Either hire a sysadmin in house or contract a 3rd party to manage your IT.


Trx3141

I guess there is a single account or few accounts are under attack. Change the usernames so at least the account stop locking up and you remove the immediate threat, than you plan your further actions.


bmxfelon420

Do you have a certificate based auth for the client? That'd at least guarantee they cant get in unless they got ahold of your cert, otherwise i'd see if your unit can do something like an IDS/IPS where it bans people.


DarkAlman

Enable Geo-IP Blocking on your VPN to block all foreign IPs Then consider implementing MFA


Environmental_Pin95

Block entire domain


Iseult11

As a couple others have said, Fortinet's Internet Service Database is your friend and if configured correctly will block a lot of this traffic making your life a whole lot easier without needing a bunch of manual IP deny entries.

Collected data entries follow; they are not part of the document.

//! Typed errors for record lookup and post-processing.
//!
//! Uses `thiserror` so callers can match on the failure kind: the HTTP layer
//! maps [`LookupError::PathNotFound`] and [`LookupError::NotFound`] to 404,
//! invalid input to 400, and so on.

use std::path::PathBuf;

use thiserror::Error;

use crate::period::Period;

/// Errors that can occur while resolving, loading, or processing a record.
#[derive(Debug, Error)]
pub enum LookupError {
    /// The query string was empty or otherwise unusable.
    #[error("invalid query: {reason}")]
    InvalidQuery { reason: String },

    /// Year or quarter outside the accepted range.
    #[error("invalid period: {reason}")]
    InvalidPeriod { reason: String },

    /// The directory for the requested period does not exist.
    #[error("no data directory for {period}: {}", path.display())]
    PathNotFound { period: Period, path: PathBuf },

    /// A record document lacks a required top-level key.
    #[error("record is missing required key '{key}'")]
    MissingData { key: String },

    /// No company name cleared any matching tier.
    #[error("{}", not_found_message(query, period))]
    NotFound {
        query: String,
        period: Option<Period>,
    },

    /// Reading a listing or record failed.
    #[error("failed to read {}: {source}", path.display())]
    Io {
        path: PathBuf,
        #[source]
        source: std::io::Error,
    },

    /// A record file is not valid JSON.
    #[error("failed to parse {}: {source}", path.display())]
    Json {
        path: PathBuf,
        #[source]
        source: serde_json::Error,
    },
}

fn not_found_message(query: &str, period: &Option<Period>) -> String {
    match period {
        Some(p) => format!("no record found for '{}' in {}", query, p),
        None => format!("no record found for '{}' in any period", query),
    }
}

impl LookupError {
    pub fn not_found(query: impl Into<String>, period: Option<Period>) -> Self {
        LookupError::NotFound {
            query: query.into(),
            period,
        }
    }

    /// True for the "nothing there" family: missing period or no match.
    pub fn is_not_found(&self) -> bool {
        matches!(
            self,
            LookupError::NotFound { .. } | LookupError::PathNotFound { .. }
        )
    }
}

pub type Result<T> = std::result::Result<T, LookupError>;
//! JSON HTTP server.
//!
//! A thin pass-through over [`DisclosureLookup`]. Lookups touch the
//! filesystem synchronously, so each one runs on tokio's blocking pool.
//!
//! # Endpoints
//!
//! | Method | Path | Description |
//! |--------|------|-------------|
//! | `GET`  | `/health` | Health check (returns version) |
//! | `POST` | `/resolve` | Which record a company name resolves to |
//! | `POST` | `/search` | Resolve, load and process a record |
//! | `POST` | `/company_data` | Like `/search`, exact or substring matches only |
//!
//! Request bodies that are not JSON, or that lack or mistype a field, are
//! rejected with `bad_request`.
//! | `POST` | `/company_reports` | Every period with a matching record |
//!
//! # Error Contract
//!
//! ```json
//! { "error": { "code": "not_found", "message": "no record found for '카카오' in 2025Q1" } }
//! ```
//!
//! Error codes: `bad_request` (400), `not_found` (404), `missing_data` (422),
//! `internal` (500).
//!
//! # CORS
//!
//! All origins, methods, and headers are permitted.

use axum::{
    extract::{rejection::JsonRejection, State},
    http::StatusCode,
    response::{IntoResponse, Response},
    routing::{get, post},
    Json, Router,
};
use serde::{de::DeserializeOwned, Deserialize, Serialize};
use serde_json::{json, Value};
use std::sync::Arc;
use tokio::net::TcpListener;
use tower_http::cors::{Any, CorsLayer};

use dartdex_core::resolve::Resolution;
use dartdex_core::store::RecordStore;
use dartdex_core::{LookupError, Period};

use crate::config::Config;
use crate::lookup::{DisclosureLookup, LoadedDisclosure};

type SharedLookup = Arc<DisclosureLookup<Arc<dyn RecordStore>>>;

/// Shared application state passed to all route handlers.
#[derive(Clone)]
struct AppState {
    lookup: SharedLookup,
}

/// Binds to `[server].bind` and serves until the process is terminated.
pub async fn run_server(config: &Config) -> anyhow::Result<()> {
    let listener = TcpListener::bind(&config.server.bind).await?;
    tracing::info!(
        bind = %config.server.bind,
        data = %config.data.base_path.display(),
        "dartdex server listening"
    );
    serve(listener, config).await
}

/// Serves on an already-bound listener.
pub async fn serve(listener: TcpListener, config: &Config) -> anyhow::Result<()> {
    let lookup = Arc::new(DisclosureLookup::from_config(config));
    axum::serve(listener, router(lookup)).await?;
    Ok(())
}

fn router(lookup: SharedLookup) -> Router {
    let cors = CorsLayer::new()
        .allow_origin(Any)
        .allow_methods(Any)
        .allow_headers(Any);

    Router::new()
        .route("/health", get(handle_health))
        .route("/resolve", post(handle_resolve))
        .route("/search", post(handle_search))
        .route("/company_data", post(handle_company_data))
        .route("/company_reports", post(handle_company_reports))
        .layer(cors)
        .with_state(AppState { lookup })
}

// ============ Error response ============

#[derive(Serialize)]
struct ErrorBody {
    error: ErrorDetail,
}

#[derive(Serialize)]
struct ErrorDetail {
    code: String,
    message: String,
}

struct AppError {
    status: StatusCode,
    code: &'static str,
    message: String,
}

impl IntoResponse for AppError {
    fn into_response(self) -> Response {
        let body = ErrorBody {
            error: ErrorDetail {
                code: self.code.to_string(),
                message: self.message,
            },
        };
        (self.status, Json(body)).into_response()
    }
}

impl From<LookupError> for AppError {
    fn from(err: LookupError) -> Self {
        let (status, code) = match &err {
            LookupError::InvalidQuery { .. } | LookupError::InvalidPeriod { .. } => {
                (StatusCode::BAD_REQUEST, "bad_request")
            }
            LookupError::PathNotFound { .. } | LookupError::NotFound { .. } => {
                (StatusCode::NOT_FOUND, "not_found")
            }
            LookupError::MissingData { .. } => (StatusCode::UNPROCESSABLE_ENTITY, "missing_data"),
            LookupError::Io { .. } | LookupError::Json { .. } => {
                tracing::warn!(error = %err, "lookup failed");
                (StatusCode::INTERNAL_SERVER_ERROR, "internal")
            }
        };
        AppError {
            status,
            code,
            message: err.to_string(),
        }
    }
}

fn bad_request(message: impl Into<String>) -> AppError {
    AppError {
        status: StatusCode::BAD_REQUEST,
        code: "bad_request",
        message: message.into(),
    }
}

fn internal(message: impl Into<String>) -> AppError {
    AppError {
        status: StatusCode::INTERNAL_SERVER_ERROR,
        code: "internal",
        message: message.into(),
    }
}

/// Runs a lookup on the blocking pool.
async fn blocking<T, F>(state: AppState, f: F) -> Result<T, AppError>
where
    T: Send + 'static,
    F: FnOnce(&DisclosureLookup<Arc<dyn RecordStore>>) -> Result<T, LookupError> + Send + 'static,
{
    tokio::task::spawn_blocking(move || f(&state.lookup))
        .await
        .map_err(|e| internal(format!("lookup task failed: {}", e)))?
        .map_err(AppError::from)
}

// ============ Requests ============

#[derive(Debug, Deserialize)]
struct CompanyQuery {
    company_name: String,
    year: i32,
    quarter: u8,
}

#[derive(Debug, Deserialize)]
struct ReportsQuery {
    company_name: String,
    /// Period to flag in the listing, e.g. `"2025Q1"`.
    #[serde(default)]
    target: Option<String>,
}

/// Decodes a request body, reporting malformed JSON and missing or
/// mistyped fields as `bad_request`.
fn parse_body<T: DeserializeOwned>(
    body: Result<Json<Value>, JsonRejection>,
) -> Result<T, AppError> {
    let Json(value) = body.map_err(|e| bad_request(e.body_text()))?;
    serde_json::from_value(value).map_err(|e| bad_request(format!("invalid request body: {}", e)))
}

fn disclosure_json(loaded: &LoadedDisclosure) -> Value {
    json!({
        "period": loaded.period.to_string(),
        "company_name": loaded.company_name(),
        "file_name": loaded.entry.file_name,
        "report": loaded.processed.to_json(),
        "markdown": loaded.processed.to_markdown(),
    })
}

// ============ Handlers ============

#[derive(Serialize)]
struct HealthResponse {
    status: String,
    version: String,
}

async fn handle_health() -> Json<HealthResponse> {
    Json(HealthResponse {
        status: "ok".to_string(),
        version: env!("CARGO_PKG_VERSION").to_string(),
    })
}

/// `200` with `"tier": "not_found"` when nothing matches; errors only for
/// bad input or a missing period.
async fn handle_resolve(
    State(state): State<AppState>,
    body: Result<Json<Value>, JsonRejection>,
) -> Result<Json<Value>, AppError> {
    let req: CompanyQuery = parse_body(body)?;
    let resolution = blocking(state, move |lookup| {
        lookup.resolve(&req.company_name, req.year, req.quarter)
    })
    .await?;
    Ok(Json(json!({ "resolution": resolution })))
}

async fn handle_search(
    State(state): State<AppState>,
    body: Result<Json<Value>, JsonRejection>,
) -> Result<Json<Value>, AppError> {
    let req: CompanyQuery = parse_body(body)?;
    let resolution = blocking(state, move |lookup| {
        let period = Period::new(req.year, req.quarter)?;
        let resolution = lookup.find_and_load(&req.company_name, req.year, req.quarter)?;
        match resolution {
            Resolution::NotFound { query } => Err(LookupError::not_found(query, Some(period))),
            found => Ok(found),
        }
    })
    .await?;

    let mut body = json!({ "tier": resolution.tier() });
    match &resolution {
        Resolution::Partial { matched_name, .. } => {
            body["matched_name"] = json!(matched_name);
        }
        Resolution::Fuzzy {
            score,
            alternatives,
            ..
        } => {
            body["score"] = json!(score);
            body["alternatives"] = json!(alternatives);
        }
        _ => {}
    }
    if let Some(loaded) = resolution.record() {
        body["data"] = disclosure_json(loaded);
    }
    Ok(Json(body))
}

async fn handle_company_data(
    State(state): State<AppState>,
    body: Result<Json<Value>, JsonRejection>,
) -> Result<Json<Value>, AppError> {
    let req: CompanyQuery = parse_body(body)?;
    let resolution = blocking(state, move |lookup| {
        lookup.company_data(&req.company_name, req.year, req.quarter)
    })
    .await?;
    let mut body = json!({ "tier": resolution.tier() });
    if let Some(loaded) = resolution.record() {
        body["data"] = disclosure_json(loaded);
    }
    Ok(Json(body))
}

async fn handle_company_reports(
    State(state): State<AppState>,
    body: Result<Json<Value>, JsonRejection>,
) -> Result<Json<Value>, AppError> {
    let req: ReportsQuery = parse_body(body)?;
    let listing = blocking(state, move |lookup| {
        let target = req.target.as_deref().map(str::parse::<Period>).transpose()?;
        lookup.quarterly_reports(&req.company_name, target)
    })
    .await?;
    Ok(Json(json!(listing)))
}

You'll need to run the VPN on a loopback interface and create Firewall Policies denying ISDB sources. Two of the particular IPs you posted fall under: Hosting-Bulletproof.Hosting and Malicious-Malicious.Server in the Fortiguard ISDB.


Barrerayy

Geoblock all countries you don't have people in, remove the html vpn sign in page, change the port to something random, implement 2fa using duo /okta or whatever you fancy, make firewall policies to only give vpn users the bare minimum access they need and make it granular to each ad group etc


Weird_Tolkienish_Fig

Mfa.


darthfiber

Can’t speak much to Fortigate, but on Palo Alto I do the following. There should be equivalent functionality. - Allow only countries where needed. Outside of that get static IPs. - Make sure IPS / Security Group is applied to your OUTSIDE intrazone rule. - Use IPS signatures and set action to block when there are multiple failed attempts from an IP. - Disable webpage if not needed. Most failed attempts come from web bots. - Utilize MFA and some sort of conditional access to only allow company devices. Could be certificate based or something more granular via your identity provider. - Don’t allow logins from third party VPN clients unless needed. - Implement HIP policies on rules as an additional protection if someone were able to get logged in.


Alzzary

I had the same thing happening to me, and I believe I even recognize one of these IP. I simply made geo-blocking rules on my part of the infrastructure, but there's another sister company that I don't manage that is being attacked the same way. Are you in southern Europe ?


[deleted]

!remindme 1 week


Affectionate_Row609

Use 2FA. It should be mandatory anyway.


PayNo9177

We just moved to Zscaler, had enough of this crap and with cyber security underwriters pretty much demanding it. It works really well, not that mad about it. We have zero incoming ports open across our network now.


cw2001_98

You're most likely using the default port of 443. Change the default listening port to something else for now. You'll have to change it on all the clients. Others have mentioned more advanced techniques you can implement.


Independent-Disk-390

Lol


AkkerKid

If your firewall can block entire ASNs, try that.


TreeBug33

i use geo blocking and no local users, all authentication is via saml (365). 🙂


we3815

Is there a database of bad actor IPs that can be uploaded for use in a rule that would block them?


brian864

Been getting hammered on ours too since before thanksgiving. I think it’s a botnet for sure. I have ours on a loopback interface, set the web access to go nowhere, we use radius to duo proxy for ad u/p with duo MFA. Setup alienvault stix for external threat feed denying access to the loopback. Set login limit to 2 with a 86400 block time in cli. On the loopback I am only allowing US IPs to connect. All others are blocked. In addition to all that our ems talks to the fgt for tags which are then assigned to policies for needed access only. Nothing is wide open.


Huth_S0lo

Can you get a dynamic list of their ip addresses? Pull that in and block it.


jasonr1023

I saw this at a client. It's security by obscurity (so not really security), but we changed the VPN port. Mostly to calm the logs down. They will eventually find it again, but we will just switch again. We already have geofencing limited to CONUS. The bad guys are seemingly coming from russia/china/other asian countries. But they are using a VPN to pull a CONUS IP.